• _Data provided_:
☆ ☆ ☆ ☆
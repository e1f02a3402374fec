use anyhow::{Context, Result};

use super::{load_json, save_json, Store, ADMIN_COEFFICIENTS};
use crate::scoring::{Coefficients, DiagnosticType};

/// Current coefficients: the persisted override merged onto the defaults.
///
/// Never fails. A missing or malformed override yields the built-in defaults.
pub fn load_coefficients(store: &impl Store) -> Coefficients {
    load_json(store, ADMIN_COEFFICIENTS).unwrap_or_default()
}

pub fn save_coefficients(store: &mut impl Store, coefficients: &Coefficients) -> Result<()> {
    save_json(store, ADMIN_COEFFICIENTS, coefficients).context("Failed to save coefficients")
}

/// Merge a partial update into one diagnostic's coefficients and persist the result.
///
/// Values are stored as given; only unknown keys are rejected.
pub fn set_coefficients(
    store: &mut impl Store,
    diagnostic: DiagnosticType,
    updates: &[(String, f64)],
) -> Result<Coefficients> {
    let mut coefficients = load_coefficients(store);
    coefficients.merge(diagnostic, updates)?;
    save_coefficients(store, &coefficients)?;
    Ok(coefficients)
}

/// Drop every override, reverting to the built-in defaults.
pub fn reset_coefficients(store: &mut impl Store) -> Result<()> {
    store
        .remove(ADMIN_COEFFICIENTS)
        .context("Failed to reset coefficients")
}

#[cfg(test)]
mod tests {
    use super::*;
    use crate::storage::MemoryStore;

    #[test]
    fn test_defaults_without_override() {
        let store = MemoryStore::new();
        assert_eq!(load_coefficients(&store), Coefficients::default());
    }

    #[test]
    fn test_malformed_override_falls_back() {
        let mut store = MemoryStore::new();
        store.set(ADMIN_COEFFICIENTS, "{not json").unwrap();
        assert_eq!(load_coefficients(&store), Coefficients::default());

        store
            .set(ADMIN_COEFFICIENTS, r#"{"styleApprentissage": {"parfait": "trois"}}"#)
            .unwrap();
        assert_eq!(load_coefficients(&store), Coefficients::default());
    }

    #[test]
    fn test_set_merges_and_persists() {
        let mut store = MemoryStore::new();
        set_coefficients(
            &mut store,
            DiagnosticType::SoutienFamilial,
            &[("seuilFort".to_string(), 2.2)],
        )
        .unwrap();
        let coefficients = set_coefficients(
            &mut store,
            DiagnosticType::Style,
            &[("moyen".to_string(), 2.5)],
        )
        .unwrap();

        assert_eq!(coefficients.soutien_familial.seuil_fort, 2.2);
        assert_eq!(coefficients.style_apprentissage.moyen, 2.5);
        assert_eq!(load_coefficients(&store), coefficients);
    }

    #[test]
    fn test_set_unknown_key_does_not_persist() {
        let mut store = MemoryStore::new();
        let result = set_coefficients(
            &mut store,
            DiagnosticType::Rythme,
            &[("seuilRapide".to_string(), 1.8), ("bonus".to_string(), 1.0)],
        );
        assert!(result.is_err());
        assert!(store.get(ADMIN_COEFFICIENTS).unwrap().is_none());
    }

    #[test]
    fn test_reset_restores_defaults() {
        let mut store = MemoryStore::new();
        set_coefficients(
            &mut store,
            DiagnosticType::Intelligences,
            &[("fort".to_string(), 10.0)],
        )
        .unwrap();

        reset_coefficients(&mut store).unwrap();
        assert_eq!(load_coefficients(&store), Coefficients::default());
    }
}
☆ ☆ ☆ ☆
• _Work required_: This exercise requires the lines of the entries containing the string "Failed".

• _Response to this exercise_:
    save_json(store, ADMIN_COEFFICIENTS, coefficients).context("Failed to save coefficients")
        .context("Failed to reset coefficients")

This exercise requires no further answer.